● **Work required**:
Search the data for the word "struct". Reproduce every line where it is found.

*** Opening Data under study ***

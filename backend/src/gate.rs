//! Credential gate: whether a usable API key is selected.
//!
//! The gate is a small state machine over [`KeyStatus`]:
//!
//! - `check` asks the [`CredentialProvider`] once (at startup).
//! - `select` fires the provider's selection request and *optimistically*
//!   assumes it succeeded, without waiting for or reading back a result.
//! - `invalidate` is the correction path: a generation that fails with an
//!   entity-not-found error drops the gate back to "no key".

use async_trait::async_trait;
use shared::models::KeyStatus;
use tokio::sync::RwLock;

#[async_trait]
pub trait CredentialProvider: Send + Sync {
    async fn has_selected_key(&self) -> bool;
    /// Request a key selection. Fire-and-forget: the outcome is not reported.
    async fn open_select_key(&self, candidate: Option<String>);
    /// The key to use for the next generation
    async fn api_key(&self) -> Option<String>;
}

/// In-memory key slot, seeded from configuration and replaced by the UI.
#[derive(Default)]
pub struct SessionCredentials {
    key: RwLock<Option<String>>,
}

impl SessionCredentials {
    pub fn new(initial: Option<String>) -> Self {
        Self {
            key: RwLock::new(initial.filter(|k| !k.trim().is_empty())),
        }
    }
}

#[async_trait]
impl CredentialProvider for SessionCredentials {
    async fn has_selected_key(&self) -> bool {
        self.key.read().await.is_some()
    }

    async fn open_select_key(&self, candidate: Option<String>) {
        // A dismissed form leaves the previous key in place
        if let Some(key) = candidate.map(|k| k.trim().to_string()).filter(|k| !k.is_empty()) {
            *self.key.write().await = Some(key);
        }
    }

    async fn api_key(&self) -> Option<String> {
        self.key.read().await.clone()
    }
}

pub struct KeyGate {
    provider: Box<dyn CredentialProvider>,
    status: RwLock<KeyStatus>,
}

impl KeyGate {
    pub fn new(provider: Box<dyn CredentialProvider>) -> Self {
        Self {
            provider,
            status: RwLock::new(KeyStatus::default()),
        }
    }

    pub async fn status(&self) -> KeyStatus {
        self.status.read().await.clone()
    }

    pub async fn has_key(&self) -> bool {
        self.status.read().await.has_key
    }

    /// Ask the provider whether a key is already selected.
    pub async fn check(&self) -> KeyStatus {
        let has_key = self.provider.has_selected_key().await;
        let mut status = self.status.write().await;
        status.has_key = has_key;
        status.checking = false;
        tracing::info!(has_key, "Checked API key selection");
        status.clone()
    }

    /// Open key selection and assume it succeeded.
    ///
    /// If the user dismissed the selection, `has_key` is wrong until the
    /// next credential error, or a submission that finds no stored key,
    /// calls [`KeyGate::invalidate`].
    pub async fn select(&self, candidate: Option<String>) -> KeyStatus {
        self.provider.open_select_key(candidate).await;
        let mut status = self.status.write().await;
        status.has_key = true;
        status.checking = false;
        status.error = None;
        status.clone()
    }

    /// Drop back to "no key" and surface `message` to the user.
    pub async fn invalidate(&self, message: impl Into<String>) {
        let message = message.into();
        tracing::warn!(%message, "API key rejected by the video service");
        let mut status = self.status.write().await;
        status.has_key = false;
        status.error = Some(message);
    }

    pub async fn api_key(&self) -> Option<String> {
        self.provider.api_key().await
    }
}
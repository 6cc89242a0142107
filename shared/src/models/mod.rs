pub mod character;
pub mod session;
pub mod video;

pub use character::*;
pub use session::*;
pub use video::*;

*** Closing Data under study ***
*** Opening Data under study ***

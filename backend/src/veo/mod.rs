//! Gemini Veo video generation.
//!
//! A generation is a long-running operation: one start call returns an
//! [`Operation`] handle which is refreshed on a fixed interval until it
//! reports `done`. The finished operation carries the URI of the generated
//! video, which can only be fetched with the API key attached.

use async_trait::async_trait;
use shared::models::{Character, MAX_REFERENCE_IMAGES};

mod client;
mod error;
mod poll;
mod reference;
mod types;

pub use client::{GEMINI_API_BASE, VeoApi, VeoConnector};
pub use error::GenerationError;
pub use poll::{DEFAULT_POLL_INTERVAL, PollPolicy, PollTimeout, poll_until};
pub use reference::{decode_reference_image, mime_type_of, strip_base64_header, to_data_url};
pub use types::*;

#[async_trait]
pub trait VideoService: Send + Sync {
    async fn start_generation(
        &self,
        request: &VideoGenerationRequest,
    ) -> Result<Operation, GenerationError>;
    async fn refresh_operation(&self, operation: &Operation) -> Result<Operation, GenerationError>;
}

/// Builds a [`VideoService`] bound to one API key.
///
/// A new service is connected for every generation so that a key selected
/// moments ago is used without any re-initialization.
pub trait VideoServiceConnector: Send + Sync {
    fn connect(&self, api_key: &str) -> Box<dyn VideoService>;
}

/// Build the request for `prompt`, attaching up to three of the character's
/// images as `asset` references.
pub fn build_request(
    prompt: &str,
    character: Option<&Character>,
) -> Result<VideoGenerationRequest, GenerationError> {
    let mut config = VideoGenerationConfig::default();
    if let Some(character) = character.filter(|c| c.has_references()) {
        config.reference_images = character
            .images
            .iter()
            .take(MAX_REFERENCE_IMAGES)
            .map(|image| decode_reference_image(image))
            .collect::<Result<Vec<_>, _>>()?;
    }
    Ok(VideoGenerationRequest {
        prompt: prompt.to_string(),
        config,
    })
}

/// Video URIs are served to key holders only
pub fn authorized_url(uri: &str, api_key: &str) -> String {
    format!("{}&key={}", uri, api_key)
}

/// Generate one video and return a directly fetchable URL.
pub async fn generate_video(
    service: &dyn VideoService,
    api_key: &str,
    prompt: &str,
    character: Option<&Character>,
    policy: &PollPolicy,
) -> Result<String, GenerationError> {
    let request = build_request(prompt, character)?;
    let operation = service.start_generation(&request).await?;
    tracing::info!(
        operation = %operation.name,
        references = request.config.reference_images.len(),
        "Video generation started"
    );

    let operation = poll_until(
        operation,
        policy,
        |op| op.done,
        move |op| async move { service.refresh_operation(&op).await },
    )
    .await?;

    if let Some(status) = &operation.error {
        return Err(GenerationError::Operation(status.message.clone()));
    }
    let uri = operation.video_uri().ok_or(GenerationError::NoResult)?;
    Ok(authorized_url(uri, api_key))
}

*** Closing Data under study ***
*** Opening Data under study ***

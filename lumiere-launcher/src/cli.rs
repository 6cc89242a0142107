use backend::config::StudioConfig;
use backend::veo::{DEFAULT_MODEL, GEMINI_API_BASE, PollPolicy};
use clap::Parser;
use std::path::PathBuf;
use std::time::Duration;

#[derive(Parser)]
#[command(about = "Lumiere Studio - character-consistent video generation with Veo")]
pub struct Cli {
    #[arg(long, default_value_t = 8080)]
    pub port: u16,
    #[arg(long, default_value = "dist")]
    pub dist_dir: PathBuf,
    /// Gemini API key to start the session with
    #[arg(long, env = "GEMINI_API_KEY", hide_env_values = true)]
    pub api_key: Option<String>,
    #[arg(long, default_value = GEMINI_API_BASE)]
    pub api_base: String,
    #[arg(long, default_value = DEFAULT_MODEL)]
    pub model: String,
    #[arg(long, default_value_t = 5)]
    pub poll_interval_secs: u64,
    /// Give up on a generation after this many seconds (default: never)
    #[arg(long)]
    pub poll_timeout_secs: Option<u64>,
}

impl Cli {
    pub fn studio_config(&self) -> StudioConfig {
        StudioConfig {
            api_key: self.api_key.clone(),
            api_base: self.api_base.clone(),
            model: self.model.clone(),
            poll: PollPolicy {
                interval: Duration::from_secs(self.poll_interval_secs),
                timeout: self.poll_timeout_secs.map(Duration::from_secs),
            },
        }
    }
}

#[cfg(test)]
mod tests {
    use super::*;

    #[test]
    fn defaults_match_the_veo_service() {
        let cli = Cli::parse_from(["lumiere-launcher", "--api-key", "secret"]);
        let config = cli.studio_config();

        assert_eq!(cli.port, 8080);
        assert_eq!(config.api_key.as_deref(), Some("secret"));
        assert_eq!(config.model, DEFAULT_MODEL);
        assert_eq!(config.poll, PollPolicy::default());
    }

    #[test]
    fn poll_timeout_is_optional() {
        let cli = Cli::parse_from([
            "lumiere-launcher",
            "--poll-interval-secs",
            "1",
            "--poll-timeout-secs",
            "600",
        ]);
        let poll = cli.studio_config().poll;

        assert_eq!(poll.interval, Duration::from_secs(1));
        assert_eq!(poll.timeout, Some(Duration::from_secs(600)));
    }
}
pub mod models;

*** Closing Data under study ***

● **Expected output**:
pub struct SessionCredentials {
pub struct KeyGate {
pub struct Cli {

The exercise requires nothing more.